We (community)didn’t want it. We fought it.  We won.

The editorial is peppered with hear-say and weasel words. Example:

“Sadly, we are hearing multiple reports that some lawmakers in Austin believe there is no local community support for the UTRGV medical school. They cite the back-to-back failures of the community to implement a healthcare district in Hidalgo County, and they cite local municipalities reneging on funding commitments as examples of no community support.”

Which lawmakers? Chuy?  Mr. Hinojosa  and company are readily available to make statements and be on camera when things appear to be going right, but all of a sudden no one is available to make a statement when things didn’t materialize the way they had hoped.

Or this a situation of personal bias and feelings being slipped in behind a vague statement?

On the subject of municipalities reneging on Medical School payments, why doesn’t the editorial board ask why Mayor Jim Darling can balk at paying $2 million as promised to the School of Medicine, but has $250,000 to market to Mexico, because he’s worried wealthy Mexican nationals won’t visit, because our President said something mean.

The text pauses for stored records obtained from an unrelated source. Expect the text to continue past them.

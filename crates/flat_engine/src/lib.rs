//! # Flat Engine
//!
//! The 2D collision core of a modular game engine: colliders, physics
//! bodies, raycasting, and tile-derived geometry, with no rendering or
//! resolution pass attached.
//!
//! ## Features
//!
//! - **SAT collision**: Circle and polygon colliders report minimum
//!   translation vectors and containment via the separating axis theorem
//! - **Raycasting**: Finite-length rays against any collider shape
//! - **Collision layers**: Bitmask filtering with per-collider overrides
//! - **Tile bodies**: Colliders derived from tile grids, with collinear
//!   edge merging and per-side layer overrides
//! - **Lazy world geometry**: Collider caches invalidate by generation
//!   counter, so moving a body costs nothing until someone asks
//!
//! ## Quick Start
//!
//! ```rust
//! use flat_engine::prelude::*;
//!
//! let mut player = SimplePhysicsBody::new(Collider::circle(0.5));
//! player.initialize().expect("simple bodies always initialize");
//! player.state().set_position(Vec2::new(2.0, 0.0));
//!
//! let mut wall = SimplePhysicsBody::new(Collider::rectangle(
//!     Vec2::new(2.0, -2.0),
//!     Vec2::new(3.0, 2.0),
//! ));
//! wall.initialize().expect("simple bodies always initialize");
//!
//! if let Some(hit) = player.collider().collides_with(wall.collider()) {
//!     // Push the player out of the wall.
//!     let position = player.state().world_position(Vec2::zeros());
//!     player.state().set_position(position + hit.minimum_translation);
//! }
//! ```

pub mod core;
pub mod foundation;
pub mod physics;

pub use physics::PhysicsError;

/// Common imports for engine users
pub mod prelude {
    pub use crate::{
        core::config::PhysicsConfig,
        foundation::math::{Transform2D, Vec2},
        physics::{
            BoundingArea, Collider, CollisionInfo, DynamicPhysicsBody, EdgeOverride,
            EdgeOverrides, Layers, PhysicsBody, PhysicsError, QuadBody, Ray, RaycastHit,
            SimplePhysicsBody, SparseTileGrid, TileGrid, TileableBoxBody, TileableEdgeBody,
            TileableLineBody, TriangleBody,
        },
    };
}
//! Physics bodies
//!
//! A body owns one or more colliders, supplies them a world transform, and
//! resolves collision layers. Transform propagation uses a monotonically
//! increasing generation counter on the shared [`BodyState`] instead of
//! event subscriptions: colliders compare the counter on every read, so
//! there are no handlers to leak when colliders are swapped.

use crate::core::config::PhysicsConfig;
use crate::foundation::math::{Transform2D, Vec2};
use crate::physics::bounding_area::BoundingArea;
use crate::physics::collider::Collider;
use crate::physics::layers::Layers;
use crate::physics::PhysicsError;
use serde::{Deserialize, Serialize};
use std::cell::Cell;
use std::rc::Rc;

/// Surface properties used by an external resolution pass
#[derive(Debug, Clone, Copy, PartialEq, Serialize, Deserialize)]
pub struct PhysicsMaterial {
    /// Sliding friction coefficient
    pub friction: f32,
    /// Restitution applied on impact
    pub bounce: f32,
}

impl Default for PhysicsMaterial {
    fn default() -> Self {
        Self {
            friction: 1.0,
            bounce: 0.0,
        }
    }
}

/// Lifecycle phase of a physics body
#[derive(Debug, Clone, Copy, PartialEq, Eq, Default)]
pub enum BodyPhase {
    /// Constructed but not yet bound into the scene
    #[default]
    Uninitialized,
    /// Colliders are built and bound
    Initialized,
    /// Colliders have been released
    Deinitialized,
}

/// State a body shares with its colliders
///
/// Held behind an `Rc` by the body and every collider it owns. All
/// interior mutability is `Cell`-based; the subsystem is single-threaded
/// by contract.
#[derive(Debug)]
pub struct BodyState {
    transform: Cell<Transform2D>,
    layers: Cell<Layers>,
    generation: Cell<u64>,
    config: PhysicsConfig,
}

impl BodyState {
    /// Create fresh body state with an identity transform
    pub fn new(config: PhysicsConfig) -> Rc<Self> {
        Rc::new(Self {
            transform: Cell::new(Transform2D::default()),
            layers: Cell::new(Layers::all()),
            generation: Cell::new(1),
            config,
        })
    }

    /// The body's current world transform
    pub fn transform(&self) -> Transform2D {
        self.transform.get()
    }

    /// Replace the world transform, invalidating dependent collider caches
    pub fn set_transform(&self, transform: Transform2D) {
        self.transform.set(transform);
        self.generation.set(self.generation.get() + 1);
    }

    /// Move the body, keeping its rotation
    pub fn set_position(&self, position: Vec2) {
        let mut transform = self.transform.get();
        transform.position = position;
        self.set_transform(transform);
    }

    /// The body-level collision layers
    pub fn layers(&self) -> Layers {
        self.layers.get()
    }

    /// Replace the body-level collision layers
    ///
    /// Layers do not affect geometry, so caches stay valid.
    pub fn set_layers(&self, layers: Layers) {
        self.layers.set(layers);
    }

    /// Monotonic transform generation; bumps on every transform change
    pub fn generation(&self) -> u64 {
        self.generation.get()
    }

    /// World position of a local offset under the current transform
    pub fn world_position(&self, offset: Vec2) -> Vec2 {
        self.transform.get().apply(offset)
    }

    /// The physics configuration this body was created with
    pub fn config(&self) -> PhysicsConfig {
        self.config
    }
}

/// Bookkeeping shared by every concrete body type
#[derive(Debug)]
pub struct BodyCore {
    state: Rc<BodyState>,
    is_trigger: bool,
    material: PhysicsMaterial,
    update_order: i32,
    phase: BodyPhase,
    structure_generation: u64,
}

impl BodyCore {
    /// Create body bookkeeping with the given configuration
    pub fn new(config: PhysicsConfig) -> Self {
        Self {
            state: BodyState::new(config),
            is_trigger: false,
            material: PhysicsMaterial::default(),
            update_order: 0,
            phase: BodyPhase::Uninitialized,
            structure_generation: 0,
        }
    }

    /// The state shared with this body's colliders
    pub fn state(&self) -> &Rc<BodyState> {
        &self.state
    }

    /// Current lifecycle phase
    pub fn phase(&self) -> BodyPhase {
        self.phase
    }

    pub(crate) fn set_phase(&mut self, phase: BodyPhase) {
        self.phase = phase;
    }

    /// Record that the collider set itself changed (swap, regeneration)
    pub(crate) fn mark_structure_changed(&mut self) {
        self.structure_generation += 1;
    }

    pub(crate) fn structure_generation(&self) -> u64 {
        self.structure_generation
    }
}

Has the question above been addressed to Mayor Darling while out on the stump? Probably not.


I’m hopeful that the State legislature and representatives of the University can reach an agreement on a fair amount of funding.  Despite political posturing on taxing districts, and who ultimately benefited from it, there still are medical students that need to be taught.

Perhaps the Monitor Editorial should have framed their commentary around this statement:

So we call on the community to reach out to Lt. Gov. Patrick and to other members of the Texas Senate and demonstrate our community support. We ask the community to invest a small amount of time by going to http://www.senate.state.tx.us and clicking on the drop-down menu that says “Senators” then click on “Members.”

Rather than use their commentary to air out their ire for the community, likely on the behest of the real “decade long movement” organizations who lost big back in November.